+++ Excerpted records

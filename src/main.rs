//! babelhelper - babel topology monitor
//!
//! Subscribes to the local babel daemon, logs every topology change and
//! reconnects whenever the control connection is lost.

mod config;

use babelhelper_client::{Client, ClientError, Message, Param};
use config::Config;
use std::convert::Infallible;
use tracing_subscriber::EnvFilter;

#[tokio::main]
async fn main() -> Result<(), Box<dyn std::error::Error>> {
    // Initialize logging
    tracing_subscriber::fmt()
        .with_env_filter(
            EnvFilter::try_from_default_env().unwrap_or_else(|_| EnvFilter::new("info")),
        )
        .init();

    // Load configuration (from file if BABELHELPER_CONFIG is set, then env overrides)
    let config = match Config::load() {
        Ok(c) => c,
        Err(e) => {
            tracing::error!("Failed to load config: {}", e);
            return Err(e.into());
        }
    };

    tracing::info!("Starting babelhelper monitor");
    tracing::info!("  Daemon address: {}", config.daemon.addr());
    tracing::info!("  Reconnect interval: {}s", config.reconnect.interval_secs);

    let shutdown = tokio::signal::ctrl_c();
    tokio::pin!(shutdown);

    loop {
        tokio::select! {
            result = monitor(&config) => {
                let e = match result {
                    Ok(never) => match never {},
                    Err(e) => e,
                };
                tracing::warn!(os_error = ?e.raw_os_error(), "Connection to daemon lost: {}", e);
            }
            _ = &mut shutdown => {
                tracing::info!("Received shutdown signal, stopping monitor...");
                break;
            }
        }

        tracing::debug!("Reconnecting in {}s", config.reconnect.interval_secs);
        tokio::select! {
            _ = tokio::time::sleep(config.reconnect.interval()) => {}
            _ = &mut shutdown => {
                tracing::info!("Received shutdown signal, stopping monitor...");
                break;
            }
        }
    }

    tracing::info!("Monitor stopped");
    Ok(())
}

/// Runs one monitoring session. Only returns when the connection fails.
async fn monitor(config: &Config) -> Result<Infallible, ClientError> {
    let mut client = Client::connect(config.daemon.connection_config()).await?;
    tracing::info!("Connected to {}", config.daemon.addr());

    let initial = client.monitor().await?;
    for event in &initial {
        tracing::info!(
            verb = %event.event_type,
            object_type = %event.object_type,
            object = %event.object,
            params = %format_params(event.params.iter().map(|(p, v)| (*p, v.as_str()))),
            "initial state"
        );
    }
    tracing::info!("Synced ({} entries)", initial.len());

    loop {
        match client.next_event().await {
            Ok(Message::Event(event)) => {
                tracing::info!(
                    verb = %event.event_type,
                    object_type = %event.object_type,
                    object = %event.object,
                    params = %format_params(event.params()),
                    "topology change"
                );
            }
            Ok(Message::EndOfBatch) => tracing::debug!("synced"),
            Err(e) => return Err(e),
        }
    }
}

/// Renders present parameters as `name=value` pairs.
fn format_params<'a>(params: impl Iterator<Item = (Param, &'a str)>) -> String {
    params
        .map(|(param, value)| format!("{}={}", param, value))
        .collect::<Vec<_>>()
        .join(" ")
}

++++++

Set down the records again, exactly.

filename src/main.rs
//! babelhelper - babel topology monitor
//!
//! Subscribes to the local babel daemon, logs every topology change and
//! reconnects whenever the control connection is lost.

mod config;

use babelhelper_client::{Client, ClientError, Message, Param};
use config::Config;
use std::convert::Infallible;
use tracing_subscriber::EnvFilter;

#[tokio::main]
async fn main() -> Result<(), Box<dyn std::error::Error>> {
    // Initialize logging
    tracing_subscriber::fmt()
        .with_env_filter(
            EnvFilter::try_from_default_env().unwrap_or_else(|_| EnvFilter::new("info")),
        )
        .init();

    // Load configuration (from file if BABELHELPER_CONFIG is set, then env overrides)
    let config = match Config::load() {
        Ok(c) => c,
        Err(e) => {
            tracing::error!("Failed to load config: {}", e);
            return Err(e.into());
        }
    };

    tracing::info!("Starting babelhelper monitor");
    tracing::info!("  Daemon address: {}", config.daemon.addr());
    tracing::info!("  Reconnect interval: {}s", config.reconnect.interval_secs);

    let shutdown = tokio::signal::ctrl_c();
    tokio::pin!(shutdown);

    loop {
        tokio::select! {
            result = monitor(&config) => {
                let e = match result {
                    Ok(never) => match never {},
                    Err(e) => e,
                };
                tracing::warn!(os_error = ?e.raw_os_error(), "Connection to daemon lost: {}", e);
            }
            _ = &mut shutdown => {
                tracing::info!("Received shutdown signal, stopping monitor...");
                break;
            }
        }

        tracing::debug!("Reconnecting in {}s", config.reconnect.interval_secs);
        tokio::select! {
            _ = tokio::time::sleep(config.reconnect.interval()) => {}
            _ = &mut shutdown => {
                tracing::info!("Received shutdown signal, stopping monitor...");
                break;
            }
        }
    }

    tracing::info!("Monitor stopped");
    Ok(())
}

/// Runs one monitoring session. Only returns when the connection fails.
async fn monitor(config: &Config) -> Result<Infallible, ClientError> {
    let mut client = Client::connect(config.daemon.connection_config()).await?;
    tracing::info!("Connected to {}", config.daemon.addr());

    let initial = client.monitor().await?;
    for event in &initial {
        tracing::info!(
            verb = %event.event_type,
            object_type = %event.object_type,
            object = %event.object,
            params = %format_params(event.params.iter().map(|(p, v)| (*p, v.as_str()))),
            "initial state"
        );
    }
    tracing::info!("Synced ({} entries)", initial.len());

    loop {
        match client.next_event().await {
            Ok(Message::Event(event)) => {
                tracing::info!(
                    verb = %event.event_type,
                    object_type = %event.object_type,
                    object = %event.object,
                    params = %format_params(event.params()),
                    "topology change"
                );
            }
            Ok(Message::EndOfBatch) => tracing::debug!("synced"),
            Err(e) => return Err(e),
        }
    }
}

/// Renders present parameters as `name=value` pairs.
fn format_params<'a>(params: impl Iterator<Item = (Param, &'a str)>) -> String {
    params
        .map(|(param, value)| format!("{}={}", param, value))
        .collect::<Vec<_>>()
        .join(" ")
}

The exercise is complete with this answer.